Il manifesto, 3 luglio 2016 (c.m.c.)
Nessun tempo della storia umana, prima del XX secolo, ha avuto il privilegio di registrare tante dichiarazioni e normative in materia di diritti umani. Salvo poche e brevi eccezioni, mai prima della Dichiarazione universale del 1948 l’umanità era riuscita a distillare e fissare una lingua dei diritti in grado di sostituire tutte le altre parole etiche.
Giustamente l’allora Segretario Generale delle Nazioni Unite Boutros Ghali, aprendo a Vienna il summit sui diritti umani nel 1993, affermò che essi sono «il linguaggio comune di tutta l’umanità» e persino oggi, sfaldate tutte le grandi ideologie, la narrazione dei diritti è la sola ideologia che resiste.
Le norme internazionali sui diritti umani ancora non riescono ad alleviare in misura sensibile la sofferenza dell’umanità, ma su di esse poggia la legittimazione costituzionale di molti Stati, e grazie a esse i movimenti popolari e i decisori responsabili nel mondo hanno il potere di sfidare le pratiche politiche che producono sofferenza e frantumano la dignità delle persone.
Questo potenziale inestimabile non riesce ancora a umanizzare la politica mondiale, spiega lo studioso indiano Upendra Baxi, ma resta l’unica strategia a nostra disposizione per sfidare quelli che John Berger chiama i gesticolanti nuovi tiranni.
Contro questa genia di inafferrabili profittatori, i protagonisti assoluti della storia globale negli ultimi decenni del secolo scorso, il visionario socialista Lelio Basso orchestrò una straordinaria demarche internazionale con un gruppo di militanti giuristi, politici e intellettuali del nord e del sud del mondo, che il 4 luglio 1976 lanciarono ad Algeri la Dichiarazione universale per i diritti dei popoli.
Bisognava denunciare apertamente la contraddizione violenta tra gli assunti teorici di libertà e la pratica storica degli Stati Uniti, e il discorso di Lelio Basso ad Algeri non cede ad ambiguità: «L’espressione centrale della propaganda americana mondo libero equivale a quella di un modo in cui la libera impresa può agire liberamente senza l’ostacolo delle nazionalizzazioni o di qualsiasi altra restrizione un mondo al servizio di quella alleanza tra multinazionali e intervento statale nell’economia che costituisce il perno dell’attuale politica imperialista».

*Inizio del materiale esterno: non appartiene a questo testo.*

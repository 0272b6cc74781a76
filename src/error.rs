use thiserror::Error;

#[derive(Error, Debug)]
pub enum NumerologyError {
    #[error("JSON serialization failed: {0}")]
    Json(#[from] serde_json::Error),

    #[error("TOML deserialization failed: {0}")]
    Toml(#[from] toml::de::Error),

    #[error("I/O error: {0}")]
    Io(#[from] std::io::Error),

    #[error("Configuration error: {0}")]
    Config(String),

    #[error("Invalid numerology value: {0}")]
    InvalidValue(String),
}

pub type Result<T> = std::result::Result<T, NumerologyError>;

Riproporre la Dichiarazione universale dei diritti dei popoli oggi, a quaranta anni dalla sua proclamazione, può sembrare nostalgica memoria di un’idea oramai sconfitta e datata. Viviamo i deliranti effetti di un mondo in cui il diritto retrocede – con l’eccezione del diritto alla guerra (ius ad bellum) – e il potere elitario avanza.
Le Nazioni Unite hanno definitivamente abdicato alla loro funzione, istituzionalizzando al proprio interno la presenza di un settore privato senza briglie, oggi acclamato come partner essenziale per lo sviluppo sostenibile. Gli accordi del commercio internazionale, costruiti per ispirazione di un mercato sempre più organizzato in cartelli, sono l’unica declinazione della diplomazia internazionale di paesi privi di autonomia decisionale.

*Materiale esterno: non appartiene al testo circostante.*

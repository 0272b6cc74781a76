use anyhow::Result;
use clap::{Parser, Subcommand};
use std::io::{self, BufRead, Write};
use std::num::IntErrorKind;
use std::path::PathBuf;
use tracing::{info, warn};

use numerology::catalog;
use numerology::config::{Config, OutputFormat};
use numerology::constants;
use numerology::error::NumerologyError;
use numerology::logging;
use numerology::validator;
use numerology::{Calculator, Explanation, Reading};

#[derive(Parser)]
#[command(name = "numerology")]
#[command(about = "Numerology value and interpretation for a full name")]
#[command(version)]
struct Cli {
    /// Config file (defaults to $NUMEROLOGY_CONFIG or numerology.toml)
    #[arg(long, global = true)]
    config: Option<PathBuf>,

    #[command(subcommand)]
    command: Commands,
}

#[derive(Subcommand)]
enum Commands {
    /// Validate a name and print its reading
    Calculate {
        /// First name and last name; separate words are joined with spaces
        #[arg(required = true, num_args = 1..)]
        name: Vec<String>,
        /// Print the reading as JSON
        #[arg(long)]
        json: bool,
        /// Show the letter weights and the reduction steps
        #[arg(long)]
        explain: bool,
    },
    /// Only check whether a name is acceptable (exit code 1 when it is not)
    Validate {
        #[arg(required = true, num_args = 1..)]
        name: Vec<String>,
    },
    /// Print the interpretation for a value
    Describe {
        #[arg(allow_hyphen_values = true)]
        value: String,
    },
    /// Print the letter weights and the catalog keys
    Table,
    /// Read one name per line from stdin until EOF or an empty line
    Interactive {
        #[arg(long)]
        json: bool,
    },
}

struct Printer {
    format: OutputFormat,
    explain: bool,
}

impl Printer {
    fn print(&self, out: &mut impl Write, reading: &Reading) -> Result<()> {
        let explanation = (self.explain && reading.valid).then(|| Explanation::of(&reading.name));

        match self.format {
            OutputFormat::Json => {
                let mut doc = serde_json::to_value(reading).map_err(NumerologyError::from)?;
                if let Some(explanation) = &explanation {
                    doc["explanation"] =
                        serde_json::to_value(explanation).map_err(NumerologyError::from)?;
                }
                writeln!(out, "{}", serde_json::to_string(&doc).map_err(NumerologyError::from)?)?;
            }
            OutputFormat::Text => {
                if let Some(explanation) = &explanation {
                    writeln!(out, "{}", explanation.render())?;
                }
                match (reading.value, reading.archetype) {
                    (Some(value), Some(title)) => writeln!(out, "{} - {}\n", value, title)?,
                    (Some(value), None) => writeln!(out, "{}\n", value)?,
                    _ => {}
                }
                writeln!(out, "{}", reading.text)?;
            }
        }
        Ok(())
    }
}

/// Catalog text for a raw CLI value. Integers too large for `i64` are simply not in the
/// catalog; anything that is not an integer is an error.
fn describe_arg(raw: &str) -> Result<&'static str, NumerologyError> {
    match raw.trim().parse::<i64>() {
        Ok(value) => {
            if u32::try_from(value).map(catalog::is_known).unwrap_or(false) {
                info!(value, "Describing value");
            } else {
                warn!(value, "Value is not in the catalog");
            }
            Ok(catalog::describe_signed(value))
        }
        Err(e) if matches!(e.kind(), IntErrorKind::PosOverflow | IntErrorKind::NegOverflow) => {
            warn!("Value is out of range");
            Ok(constants::UNRECOGNIZED_NUMBER_MESSAGE)
        }
        Err(_) => Err(NumerologyError::InvalidValue(raw.to_string())),
    }
}

/// Print the verdict for a name and return the process exit status
fn validate_name(name: &str, out: &mut impl Write) -> Result<i32> {
    if validator::is_valid(name) {
        writeln!(out, "valid")?;
        Ok(0)
    } else {
        writeln!(out, "invalid")?;
        Ok(1)
    }
}

/// One reading per input line; stops at EOF or the first empty line
fn run_interactive(
    calculator: &Calculator,
    printer: &Printer,
    input: impl BufRead,
    out: &mut impl Write,
) -> Result<()> {
    for line in input.lines() {
        let line = line?;
        if line.is_empty() {
            break;
        }
        let reading = calculator.calculate(&line);
        printer.print(out, &reading)?;
        out.flush()?;
    }
    Ok(())
}

fn print_table(out: &mut impl Write) -> Result<()> {
    writeln!(out, "Letters:")?;
    for (letter, weight) in constants::weight_table() {
        writeln!(out, "  {} = {}", letter, weight)?;
    }
    writeln!(out, "\nValues:")?;
    for &key in catalog::keys() {
        let title = catalog::archetype(key).unwrap_or_default();
        let marker = if numerology::engine::is_master(key) {
            " (master)"
        } else {
            ""
        };
        writeln!(out, "  {:>2} - {}{}", key, title, marker)?;
    }
    Ok(())
}

fn main() -> Result<()> {
    let cli = Cli::parse();

    let config = match &cli.config {
        Some(path) => Config::load_from(path)?,
        None => Config::load()?,
    };
    logging::init_logging(&config.logging);

    let calculator = Calculator::new(config.messages.clone());
    let stdout = io::stdout();
    let mut out = stdout.lock();

    match cli.command {
        Commands::Calculate { name, json, explain } => {
            let name = name.join(" ");
            info!("Calculating reading");
            let printer = Printer {
                format: if json { OutputFormat::Json } else { config.output.format },
                explain: explain || config.output.show_breakdown,
            };
            let reading = calculator.calculate(&name);
            printer.print(&mut out, &reading)?;
        }
        Commands::Validate { name } => {
            let status = validate_name(&name.join(" "), &mut out)?;
            if status != 0 {
                out.flush()?;
                std::process::exit(status);
            }
        }
        Commands::Describe { value } => {
            writeln!(out, "{}", describe_arg(&value)?)?;
        }
        Commands::Table => print_table(&mut out)?,
        Commands::Interactive { json } => {
            info!("Starting interactive session");
            let printer = Printer {
                format: if json { OutputFormat::Json } else { config.output.format },
                explain: config.output.show_breakdown,
            };
            run_interactive(&calculator, &printer, io::stdin().lock(), &mut out)?;
        }
    }
    Ok(())
}
const ENTRY_6: &str = "É a Família, aquele que se dedica ao ambiente familiar e à comunidade. Você veio para servir, para dar amor, harmonizar os ambientes e ser um porto seguro para família. Tem capacidade de assumir grandes responsabilidades, é bondoso e preserva as tradições familiares. Tem talentos artísticos, gosta de conforto e beleza. Busca o matrimônio e formar um lar. Profissões ligadas ao serviço como médico, enfermeiro, professor, músico, ator, decorador de ambientes e etc, são indicações de sucesso. Gosta de receber as pessoas, sendo um bom anfitrião. Precisa de paixão para se sentir feliz, por isso deve procurar fazer o que ama. É importante cuidar com a tendência de querer cuidar de todo mundo e esquecer de si mesmo.\n\
    Serviço, responsabilidade, domesticidade, bondade, família.\n\
    Ansiedade, preocupação, intromissão, hábito de discussão, carência, tirania doméstica, cinismo, ciúme, presunção, chantagem.";

const ENTRY_7: &str = "É o Pensador, aquele que analisa tudo com cautela e consegue ver além das aparências. Você veio para desenvolver seus dons mentais, será um especialista, pois sua intuição é aguçada, com capacidade analítica que enxerga nas entrelinhas. Consegue separar o “joio do trigo” e poderá gostar de assuntos metafísicos, científicos e religiosos. Precisa de momentos de silêncio, para ficar a sós com seus pensamentos. A meditação o ajuda a encontrar inspiração. Sua mente é inventiva e curiosa, procura questionar e encontrar as respostas para questões profundas da vida. Muitos poderão considerá-lo estranho, principalmente pela sua necessidade de introspecção.\n\
    Busque adquirir sabedoria, de forma neutra, para que não se torne um fanático ou então “dono da verdade”, principalmente em assuntos tabu. Saiba que suas palavras terão grande efeito nas pessoas, você sempre será procurado como conselheiro, pois seus conhecimentos são superiores e tem ligação direta com a espiritualidade. Permita-se conhecer os diferentes caminhos e desenvolva o seu EU interior, conectando-se com assuntos espirituais de forma livre. Desenvolva teorias, faça pesquisas e leve ao mundo seus conhecimentos singulares, mas contenha o seu desejo de manipular as situações. O fato de você conhecer mais sobre algo, não quer dizer que você é superior, viva com humildade, todos têm algo a nos ensinar.\n\
    espiritualidade, introspecção, silêncio, sensatez, estudo.\n\
    sarcasmo, frieza, nervosismo, humilhação, melancolia, egocentrismo, desonestidade, malícia, incredulidade, repressão, manipulação, julgamento.";

const ENTRY_8: &str = "É o Realizador, aquele que busca o sucesso por seus próprios esforços. Você veio para desenvolver a satisfação pessoal em realizar, buscar o sucesso, mas trabalhar em prol de um bem maior e não só pelo dinheiro. Você terá oportunidades de grandes negócios, prosperidade, sucesso e riqueza, porém isso dependerá do seu esforço em equilibrar a vida material e espiritual. As forças do 8 instigam o desapego (material/emocional) e uma fé inabalável, permita-se viver isso, pois a grande armadilha dessa vibração é se tornar apegado, viver preocupado com bens materiais e com medo de não ser bem-sucedido. Faça tudo de maneira correta, não tente “pular degraus” para o sucesso, pois o 8 é o número da justiça e você sempre será medido por ela. Procure associações com pessoas influentes e talentosas, você é um grande líder. Use sua coragem e força para vencer. Poderá gostar de esportes e será excelente em tudo o que se determinar a fazer.\n\
    desapego, fé, esforço, coragem, habilidade executiva, liderança, autoridade.\n\
    impaciência, intolerância, tensão, intriga, crueldade, vingança, injustiça, falsidade, opressão, vícios.";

Le ingerenze esterne sono esercitate su scala globale da sovrani inconoscibili alla guida della speculazione finanziaria, e questa è la sola novità rispetto a 40 anni fa. I 30 articoli della Dichiarazione di Algeri, così asciutti eppure trasudanti buonsenso di civiltà, hanno mantenuto intatta la loro rilevanza. Semmai hanno acquisito nuove pieghe di attualità nel disegnare l’orizzonte di un ordine internazionale oggi più che mai necessario, incardinato sui diritti di popoli protagonisti, e non più vittime marginalizzate dal diritto formale e dalla storia.
Non è affatto commemorativa dunque la conferenza internazionale che la Fondazione Basso e il Tribunale Permanente dei Popoliorganizzano per l’occasione il 4 e 5 luglio a Roma (http://www.fondazionebasso.it/2015/the-universal-declaration-of-peoples-rights/) con un’agenda ambiziosa e un parterre di esperti da tutto il mondo chiamati a una diagnosi severa, ma anche a proposte di ripensamento, per un diritto dal basso.
Attraverso i temi dell’immigrazione, dell’ambiente, dei popoli indigeni, dei diritti salariali delle donne, la conferenza riprenderà concetti come “democrazia”, “autodeterminazione”, “sovranità” per illuminare i limiti del diritto internazionale nel momento in cui le democrazie costituzionali non sono più in grado, ovvero non sono più autorizzate, ad affermare e garantire i diritti fondamentali dei popoli. Un nodo che noi europei abbiamo imparato a conoscere molto bene.